When AI Flunks Humanity’s Hardest Test

How smart is today’s artificial intelligence, really? Not in marketing terms, not in sci fi language, but in the sober light of difficult questions like… How many tendons attach to a tiny bone in a hummingbird’s tail? Which syllables in a Biblical Hebrew verse are “closed” according to the latest specialist scholarship? Those are not trivia questions; they are examples from “Humanity’s Last Exam,” a new benchmark that is reshaping how we think about AI progress.[1]

The benchmark comes from a Nature paper, “A benchmark of expert-level academic questions to assess AI capabilities,” and is unpacked in a plain-language article, “AI is failing ‘Humanity’s Last Exam’ so what does that mean for machine intelligence?” Together, they tell a story that is less about AI “getting close to human” and more about how we measure, misunderstand, and sometimes overhype what these systems can do.

To see why this matters, it helps to start with understanding what a benchmark is. In simple terms, an AI benchmark is like a standardized test for models. You collect a set of questions or tasks, you define what counts as a correct answer, and you see how different systems score. Benchmarks are intended to provide a common metric that enables us to assess whether Model A outperforms Model B in mathematics, biology, programming, or reading comprehension. Over the past few years, models have raced up the scoreboards on popular benchmarks, often scoring above 90 percent on tests like MMLU, a huge exam covering many school and university subjects.

The problem is that once a test becomes familiar, AI developers start training and tuning their systems to do well on that specific test. It is akin to teaching for exams in schools. Exactly, like that, as a matter of fact. Scores increase, but you are no longer sure whether you are measuring deep ability or merely clever test preparation. Humanity’s Last Exam, or HLE, was created precisely to escape that trap and to probe what is still beyond the reach of current systems.
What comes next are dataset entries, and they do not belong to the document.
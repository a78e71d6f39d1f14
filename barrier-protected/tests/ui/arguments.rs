use barrier_protected::barrier_protected;

#[barrier_protected(fast)]
static FOO: i64 = 0;

fn main() {
    assert_eq!(FOO, 0);
}
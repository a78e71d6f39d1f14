use proc_macro::TokenStream;
use syn::{parse_macro_input, Item};

mod declaration;
mod error;
mod expand;
mod gen_accessors;
mod gen_peers;
mod validate;

/// Protect a `static` behind a readers-writer barrier queue.
///
/// Replaces `static NAME: T = init;` with a unit struct `NAME` whose `get`
/// takes shared access and whose `set` takes barrier (exclusive) access, plus
/// two module-private peers: the queue `NAMEQueue` and the backing cell
/// `_NAME`. See the `barrier-protected` crate for usage.
#[proc_macro_attribute]
pub fn barrier_protected(attr: TokenStream, item: TokenStream) -> TokenStream {
    let item = parse_macro_input!(item as Item);
    expand::barrier_protected(attr.into(), item).into()
}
HLE is a collection of 2,500 questions across more than 100 subjects, ranging from advanced mathematics and physics to classics, linguistics, ecology, and computer science. Nearly 1,000 experts from over 500 institutions worldwide contributed questions, most of whom were professors, researchers, or holders of graduate degrees. The questions are not scraped from textbooks. They are original, precise, and often sit at the frontier of current human knowledge. Many require graduate-level expertise or very specialized domain knowledge.
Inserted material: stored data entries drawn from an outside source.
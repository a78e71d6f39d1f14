use proc_macro2::TokenStream;
use quote::{format_ident, quote};
use syn::ext::IdentExt;
use syn::Ident;

use crate::validate::Accepted;

/// The two declarations emitted next to the protected property.
pub struct PeerDeclarations {
    pub sync_handle: TokenStream,
    pub backing_field: TokenStream,
}

/// `<name>Queue`
pub fn queue_ident(name: &Ident) -> Ident {
    format_ident!("{}Queue", name)
}

/// `_<name>`
pub fn backing_ident(name: &Ident) -> Ident {
    format_ident!("_{}", name)
}

/// Label attached to the queue, visible in `Debug` output and trace events.
pub fn queue_label(name: &Ident) -> String {
    format!("Barrier Queue for {}", name.unraw())
}

pub fn generate(accepted: &Accepted) -> PeerDeclarations {
    let name = &accepted.name;
    let ty = &accepted.ty;
    let init = &accepted.init;
    let storage_attrs = &accepted.storage_attrs;
    let queue = queue_ident(name);
    let backing = backing_ident(name);
    let label = queue_label(name);

    let sync_handle = quote! {
        #[allow(non_upper_case_globals)]
        static #queue: barrier_protected::BarrierQueue = barrier_protected::BarrierQueue::new(#label);
    };

    let backing_field = quote! {
        #(#storage_attrs)*
        #[allow(non_upper_case_globals)]
        static #backing: barrier_protected::BarrierCell<'static, #ty> = barrier_protected::BarrierCell::new(&#queue, #init);
    };

    PeerDeclarations {
        sync_handle,
        backing_field,
    }
}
Here is where HLE really differs from earlier benchmarks. Before a question was accepted, it was tested against leading AI models. If the models could already answer it correctly, the question was thrown out. Only questions that caused frontier models to fail were permitted. That is the opposite of how we usually think about test design for humans, where we want a spread of easy, medium, and hard questions. For HLE, the point was to build a test that sits just beyond the current AI frontier, so that any improvement in scores would really mean new capability, not just familiarity.

The results were brutal, and that was by design. When HLE was first released in early 2025, GPT 4o scored about 2.7%, Claude 3.5 Sonnet about 4.1%, and OpenAI’s reasoning-focused model o1 about 8%. Even as newer models arrived, early scores remained in the single digits. The benchmark had done its job. It showed that beneath the impressive chat interfaces and polished demonstrations, there remained a substantial gap between AI performance and expert human knowledge on tightly defined, verifiable academic questions.
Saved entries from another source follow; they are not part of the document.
use proc_macro2::TokenStream;
use quote::{quote, ToTokens};
use syn::ext::IdentExt;
use syn::spanned::Spanned;
use syn::visit_mut::{self, VisitMut};
use syn::{Ident, Lifetime, ParenthesizedGenericArguments, Type, TypeBareFn, TypeReference};

use crate::gen_peers::{backing_ident, queue_ident};
use crate::validate::Accepted;

/// Replacement for the original static: a unit struct carrying the original
/// name, attributes and visibility, with `get`/`set` methods routed through
/// the queue.
pub struct AccessorBlock {
    pub name: Ident,
    pub property: TokenStream,
    pub getter: TokenStream,
    pub setter: TokenStream,
}

/// Pins elided and `'_` lifetimes to `'static`.
///
/// Inside a `static` an elided lifetime already means `'static`; in a method
/// signature it would become a fresh lifetime instead.
struct StaticLifetimes;

impl VisitMut for StaticLifetimes {
    fn visit_type_reference_mut(&mut self, reference: &mut TypeReference) {
        if reference.lifetime.is_none() {
            reference.lifetime = Some(Lifetime::new("'static", reference.and_token.span()));
        }
        visit_mut::visit_type_reference_mut(self, reference);
    }

    fn visit_lifetime_mut(&mut self, lifetime: &mut Lifetime) {
        if lifetime.ident == "_" {
            *lifetime = Lifetime::new("'static", lifetime.ident.span());
        }
    }

    // Lifetimes in `fn(&T)` and `Fn(&T)` are higher-ranked, not elided.
    fn visit_type_bare_fn_mut(&mut self, _: &mut TypeBareFn) {}

    fn visit_parenthesized_generic_arguments_mut(
        &mut self,
        _: &mut ParenthesizedGenericArguments,
    ) {
    }
}

/// The property type as it must be spelled outside the `static` item.
pub fn signature_type(ty: &Type) -> Type {
    let mut ty = ty.clone();
    StaticLifetimes.visit_type_mut(&mut ty);
    ty
}

pub fn generate(accepted: &Accepted) -> AccessorBlock {
    let vis = &accepted.vis;
    let attrs = &accepted.attrs;
    let name = &accepted.name;
    let ty = signature_type(&accepted.ty);
    let queue = queue_ident(name);
    let backing = backing_ident(name);

    let name_str = name.unraw().to_string();
    let get_doc = format!(
        "Read `{}` under shared access. Any number of readers may hold it at once.",
        name_str
    );
    let set_doc = format!(
        "Replace `{}` under barrier access. Waits for every reader and writer to finish first.",
        name_str
    );

    let property = quote! {
        #(#attrs)*
        #[allow(non_camel_case_types)]
        #vis struct #name;
    };

    let getter = quote! {
        #[doc = #get_doc]
        #vis fn get(&self) -> #ty {
            #queue.sync(&#backing, |value| ::core::clone::Clone::clone(value))
        }
    };

    let setter = quote! {
        #[doc = #set_doc]
        #vis fn set(&self, new_value: #ty) {
            #queue.sync_barrier(&#backing, |value| *value = new_value);
        }
    };

    AccessorBlock {
        name: name.clone(),
        property,
        getter,
        setter,
    }
}

/// Renders the whole block as one fragment, property first.
impl ToTokens for AccessorBlock {
    fn to_tokens(&self, tokens: &mut TokenStream) {
        let name = &self.name;
        let getter = &self.getter;
        let setter = &self.setter;
        self.property.to_tokens(tokens);
        tokens.extend(quote! {
            impl #name {
                #getter
                #setter
            }
        });
    }
}

#[cfg(test)]
mod tests {
    use super::*;
    use crate::expand::ExpansionContext;
    use crate::validate::validate;
    use syn::{parse_quote, Item};

    fn accept(item: Item) -> Accepted {
        validate(&item, &ExpansionContext::for_attribute("barrier_protected"))
            .expect("declaration should be accepted")
    }

    #[test]
    fn getter_reads_under_shared_access() {
        let block = generate(&accept(parse_quote! { static foo: i64 = 0; }));
        let expected = quote! {
            #[doc = "Read `foo` under shared access. Any number of readers may hold it at once."]
            fn get(&self) -> i64 {
                fooQueue.sync(&_foo, |value| ::core::clone::Clone::clone(value))
            }
        };
        assert_eq!(block.getter.to_string(), expected.to_string());
    }

    #[test]
    fn setter_writes_under_barrier() {
        let block = generate(&accept(parse_quote! { static foo: i64 = 0; }));
        let expected = quote! {
            #[doc = "Replace `foo` under barrier access. Waits for every reader and writer to finish first."]
            fn set(&self, new_value: i64) {
                fooQueue.sync_barrier(&_foo, |value| *value = new_value);
            }
        };
        assert_eq!(block.setter.to_string(), expected.to_string());
    }

    #[test]
    fn property_keeps_attributes_and_visibility() {
        let block = generate(&accept(parse_quote! {
            #[allow(dead_code)]
            pub static HITS: u64 = 0;
        }));
        let expected = quote! {
            #[allow(dead_code)]
            #[allow(non_camel_case_types)]
            pub struct HITS;
        };
        assert_eq!(block.property.to_string(), expected.to_string());

        let getter = block.getter.to_string();
        assert!(getter.contains("pub fn get (& self) -> u64"), "{getter}");
        let setter = block.setter.to_string();
        assert!(setter.contains("pub fn set (& self , new_value : u64)"), "{setter}");
    }

    #[test]
    fn elided_lifetimes_become_static_in_signatures() {
        let block = generate(&accept(parse_quote! {
            static GREETING: Option<&str> = None;
        }));
        let getter = block.getter.to_string();
        assert!(getter.contains("-> Option < & 'static str >"), "{getter}");
        let setter = block.setter.to_string();
        assert!(
            setter.contains("new_value : Option < & 'static str >"),
            "{setter}"
        );
    }

    #[test]
    fn signature_type_rewrites_only_elided_lifetimes() {
        let cases: [(Type, &str); 4] = [
            (parse_quote!(&[u8]), "& 'static [u8]"),
            (parse_quote!(Cow<'_, str>), "Cow < 'static , str >"),
            (parse_quote!(&'static str), "& 'static str"),
            (parse_quote!(fn(&str) -> &str), "fn (& str) -> & str"),
        ];
        for (ty, expected) in cases {
            assert_eq!(signature_type(&ty).to_token_stream().to_string(), expected);
        }

        let boxed: Type = parse_quote!(Box<dyn Fn(&str) -> usize + Send + Sync>);
        assert_eq!(
            signature_type(&boxed).to_token_stream().to_string(),
            boxed.to_token_stream().to_string()
        );
    }

    #[test]
    fn rendered_block_holds_property_then_impl() {
        let block = generate(&accept(parse_quote! { static foo: i64 = 0; }));
        let property = block.property.to_string();
        let rendered = block.to_token_stream().to_string();

        assert!(rendered.starts_with(&property));
        assert!(rendered.contains("impl foo {"));
        let get_at = rendered.find("fn get").expect("getter present");
        let set_at = rendered.find("fn set").expect("setter present");
        assert!(get_at < set_at);
    }
}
At this point, some commentators started to talk about HLE as a stepping stone toward artificial general intelligence, or AGI, the idea of systems that can perform any task at human or superhuman levels. The logic is tempting. If a model can eventually ace a test built from the hardest questions experts can think of, does that not mean it has become “like us”? The authors of the TechXplore article argue that this is a mistake, and the HLE paper itself is careful on this point. High scores on HLE would show expert-level performance on closed, exam-style questions, but not autonomous research ability or general intelligence.

The key distinction is between performance and understanding. When a human passes the bar exam, we infer that they have learned the law in a way that transfers to real practice. They can reason with clients, navigate messy situations, and exercise judgment. When an AI model passes the same exam, all we know is that it can produce answers that match the marking scheme. It lacks a body, experiences, or goals. It does not care about justice or consequences. It has learned patterns in text, not lived reality. Treating its test score as evidence of “being like a lawyer” confuses output with inner competence.

This is why benchmarks that only measure performance can mislead us about intelligence. Human intelligence is grounded in a lifetime of interaction with the world and with other people. Language is a tool we use to express that deeper intelligence. For large language models, language is all there is. Their “intelligence” is the ability to predict plausible next words from large-scale training data. There is nothing underneath in the human sense. Thus, when we use human exams as AI benchmarks, we are borrowing a tool designed to measure something very different.

The HLE researchers did several things to make their benchmark as rigorous as possible. They recruited domain experts to write questions, enforced strict rules about clarity and non-searchability, required detailed solutions, and ran a multistage human review process to refine and approve each item. They also evaluated multiple state-of-the-art models, measured not only accuracy but also calibration, and analyzed how performance changed as models generated longer chains of reasoning.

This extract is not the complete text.